» **Material provided**:
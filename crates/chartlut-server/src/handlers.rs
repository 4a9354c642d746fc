//! Request dispatch: decode a client frame, run the core pipeline, frame the reply.

use base64::Engine;
use base64::engine::general_purpose::STANDARD as BASE64;
use chartlut_core::image::GradingImage;
use chartlut_core::{LutError, SynthesisParams};

use crate::config::ServerConfig;
use crate::ipc::{CUBE_FILENAME, ClientRequest, IMAGE_FILENAME, ServerResponse};

/// Failures that end a request before a response payload exists.
#[derive(Debug, thiserror::Error)]
pub enum RequestError {
    #[error(transparent)]
    Lut(#[from] LutError),
    #[error("request exceeded {0} seconds")]
    Timeout(u64),
    #[error("worker failed: {0}")]
    Worker(String),
}

impl RequestError {
    pub fn kind(&self) -> &'static str {
        match self {
            Self::Lut(e) => e.kind(),
            Self::Timeout(_) => "timeout",
            Self::Worker(_) => "internal",
        }
    }
}

impl From<RequestError> for ServerResponse {
    fn from(err: RequestError) -> Self {
        ServerResponse::Error {
            kind: err.kind().to_string(),
            message: err.to_string(),
        }
    }
}

/// Parse one text frame into a request.
pub fn parse_request(text: &str) -> Result<ClientRequest, RequestError> {
    serde_json::from_str(text)
        .map_err(|e| LutError::InvalidInput(format!("malformed request: {e}")).into())
}

/// Run a request to completion. Pure and blocking; call from a blocking worker.
pub fn handle_request(request: ClientRequest, config: &ServerConfig) -> Result<ServerResponse, RequestError> {
    let params = SynthesisParams::default();
    match request {
        ClientRequest::GenerateLut {
            before_data,
            after_data,
        } => {
            let before = required(before_data, "before_data")?;
            let after = required(after_data, "after_data")?;
            let cube = chartlut_core::generate_cube(&before, &after, &params)?;
            Ok(ServerResponse::LutGenerated {
                filename: CUBE_FILENAME.to_string(),
                cube,
            })
        }
        ClientRequest::ApplyLut {
            image_data,
            before_data,
            after_data,
        } => {
            let image_data = required(image_data, "image_data")?;
            let before = required(before_data, "before_data")?;
            let after = required(after_data, "after_data")?;
            chartlut_core::pipeline::parse_correction_lists(&before, &after)?;

            let bytes = BASE64
                .decode(image_data.trim())
                .map_err(|e| LutError::InvalidInput(format!("image_data: invalid base64: {e}")))?;
            check_image_size(&bytes, config.max_image_megapixels)?;

            let png = chartlut_core::apply_lut(&bytes, &before, &after, &params)?;
            Ok(ServerResponse::LutApplied {
                filename: IMAGE_FILENAME.to_string(),
                image_data: BASE64.encode(png),
            })
        }
    }
}

fn required<T>(value: Option<T>, field: &str) -> Result<T, LutError> {
    value.ok_or_else(|| LutError::InvalidInput(format!("missing field `{field}`")))
}

fn check_image_size(bytes: &[u8], max_megapixels: u64) -> Result<(), LutError> {
    let (width, height) = GradingImage::probe_dimensions(bytes)?;
    let pixels = u64::from(width) * u64::from(height);
    if pixels > max_megapixels.saturating_mul(1_000_000) {
        return Err(LutError::InvalidInput(format!(
            "image_data: {width}x{height} exceeds the {max_megapixels} MP limit"
        )));
    }
    Ok(())
}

» **What the task asks**:
Among the entries above, find every line holding "kind" and copy it.

» **Solution**:
    pub fn kind(&self) -> &'static str {
            Self::Lut(e) => e.kind(),
            kind: err.kind().to_string(),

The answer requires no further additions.